Limago (Advogado Autônomo - Civil)

Parabéns ao PGR...cortou o mal pela raiz e preservou a Instituição MPF...caso não tomasse essa medida o descrédito era inevitável...

Instrumentalização do sistema de justiça

Fabio P. Camargo (Administrador)

Todos, os que observam o quadro geral, identificam o viés do sistema. De há muito foi instrumentalizado para atender interesses imperantes. Fato evidenciado ao longo da história, é irrefutável. O que se vê agora é apenas uma inversão de pesos nos pratos da balança do poder. Retira-se peso da lava-jato, cujo objetivo foi cumprido, para repô-lo onde sempre esteve. Todos sabiam, ou assim deveriam saber, que a lava-jato foi um instrumento, uma ferramenta especial feita para um único fim. Fim atingido não tem mais qualquer utilidade e deve ser descartada. E la nave va.

E a Covid-19 ?

Rejane G. Amarante (Advogado Autônomo - Criminal)

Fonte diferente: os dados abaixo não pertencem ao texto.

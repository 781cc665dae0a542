//! Modules layer - Infrastructure components for external integrations
//!
//! Contains clients and adapters for external services (the Supabase
//! table store and its object storage).

pub mod supabase;
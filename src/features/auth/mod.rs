pub mod dtos;
pub mod handlers;
pub mod model;
pub mod routes;
pub mod services;

pub use model::AuthenticatedAdmin;
pub use services::{AuthService, TokenService};
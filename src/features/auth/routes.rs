use crate::features::auth::handlers;
use crate::features::auth::services::AuthService;
use axum::{
    routing::{get, post},
    Router,
};
use std::sync::Arc;

/// Auth routes, all public
pub fn routes(service: Arc<AuthService>) -> Router {
    Router::new()
        .route("/login", post(handlers::login))
        .route("/verify-token", get(handlers::verify_token))
        .route("/cambiar-password", post(handlers::change_password))
        .with_state(service)
}
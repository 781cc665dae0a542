mod identification_handler;

pub use identification_handler::*;
//! Plant identification proxy in front of PlantNet

pub mod clients;
pub mod dtos;
pub mod handlers;
pub mod routes;
pub mod services;

pub use clients::PlantNetClient;
pub use services::IdentificationService;
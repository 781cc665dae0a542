mod image_handler;

pub use image_handler::*;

Será que o GAECO poderia se dignar a investigar todas as aquisições de medicamentos, testes, máscaras, VACINAS em torno da dita "pandemia" ?
O Povo brasileiro agradece.

Para a Conjur

Rejane G. Amarante (Advogado Autônomo - Criminal)

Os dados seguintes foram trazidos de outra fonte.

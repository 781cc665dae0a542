use serde::{Deserialize, Serialize};
use utoipa::{IntoParams, ToSchema};
use validator::Validate;

/// Login form
#[derive(Debug, Clone, Deserialize, ToSchema)]
pub struct LoginFormDto {
    pub nombre_usuario: String,
    #[serde(rename = "contraseña")]
    pub password: String,
}

#[derive(Debug, Serialize, Deserialize, ToSchema)]
pub struct LoginResponseDto {
    pub success: bool,
    pub access_token: String,
    /// Always "bearer"
    pub token_type: String,
    pub nombre_usuario: String,
    pub id: i64,
}

#[derive(Debug, Deserialize, IntoParams)]
pub struct VerifyTokenQuery {
    pub token: String,
}

#[derive(Debug, Serialize, Deserialize, ToSchema)]
pub struct VerifyTokenResponseDto {
    pub valid: bool,
    pub nombre_usuario: String,
    pub id: i64,
}

/// Password change form
#[derive(Debug, Clone, Deserialize, Validate, ToSchema)]
pub struct ChangePasswordFormDto {
    #[validate(length(min = 1, message = "nombre_usuario es requerido"))]
    pub nombre_usuario: String,

    #[serde(rename = "contraseña_actual")]
    #[validate(length(min = 1, message = "contraseña_actual es requerida"))]
    pub current_password: String,

    #[serde(rename = "nueva_contraseña")]
    #[validate(length(
        min = 6,
        message = "La nueva contraseña debe tener al menos 6 caracteres"
    ))]
    pub new_password: String,

    #[serde(rename = "confirmar_contraseña")]
    #[validate(must_match(other = "new_password", message = "Las contraseñas no coinciden"))]
    pub confirm_password: String,
}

Hoje, ao entrar no meu perfil do Facebook, deparei com um comentário numa postagem de um artigo, "Covid Vaccine is Female Sterilization - Head of Pfizer Research". sobre denúncias do Dr. Wolfgang Wodarg e Dr. Mike Yeadon, publicado no site "theplatform.ie".
A referida postagem fiz também hoje, juntamente com outras sobre vacinas e lockdown.
O indivíduo, no espaço dos comentários, apresenta-se com o perfil "João João". O curioso é que, ao clicar no referido nome, não dá acesso a dados mínimos sobre o perfil nem à página respectiva.
No que deveria ser um comentário, o "João João" postou o "print" de um comentário que ele teria feito aqui na Conjur a respeito do meu comentário "E a Covid-19 ?" que, ao que parece, não foi aqui publicado. Conforme o "print", a Conjur informa "você está identificado como João A."
O "print" não estava bem legível e tive que ativar a lupa. Dizia o comentário
[título] "Os" GAECOS, no plural
só um leigo sem conhecimento algum do Direito pode imaginar que o GAECO do MPF teria competência para investigar licitações em prefeituras. Tal competência o [ilegível] via de regra é dos MP estaduais.
É estranho porque eu não fiz qualquer referência a prefeituras no meu comentário.

Para a Conjur (2)

Rejane G. Amarante (Advogado Autônomo - Criminal)

Na data de hoje, 11DEZ20, ao entrar no meu Facebook, deparei com uma marcação dos "verificadores de fatos do Facebok" de que são parcialmente falsas as afirmações do artigo "Covid Vaccine is Female Sterilization - Head of Pfizer Research", que postei ontem, sobre denúncias do Dr. Wolfgang Wodarg e Dr. Mike Yeadon, publicado no site !theplatform.ie". E foi justamente no espaço para comentários dessa postagem que o "João João" ou "João A." fez questão de copiar o "print" de um comentário que ele teria feito aqui na Conjur e que não teria sido publicado.
Eu não levo em consideração os "verificadores de fatos" do Facebook porque eles nunca apresentam os FATOS que comprovam a falsidade de uns e a autenticidade de outros. Ademais, como respondi para eles no meu perfil, divergências entre médicos ocorrem com frequência e são justificadas por razões científicas e é DIREITO de cada um seguir a orientação médica que lhe pareça mais apta.
Será que existiria alguma relação entre a postagem de "João João" ou "João A." sobre as licitações de prefeituras e os laboratórios que fabricam e comercializam vacinas ? A investigar.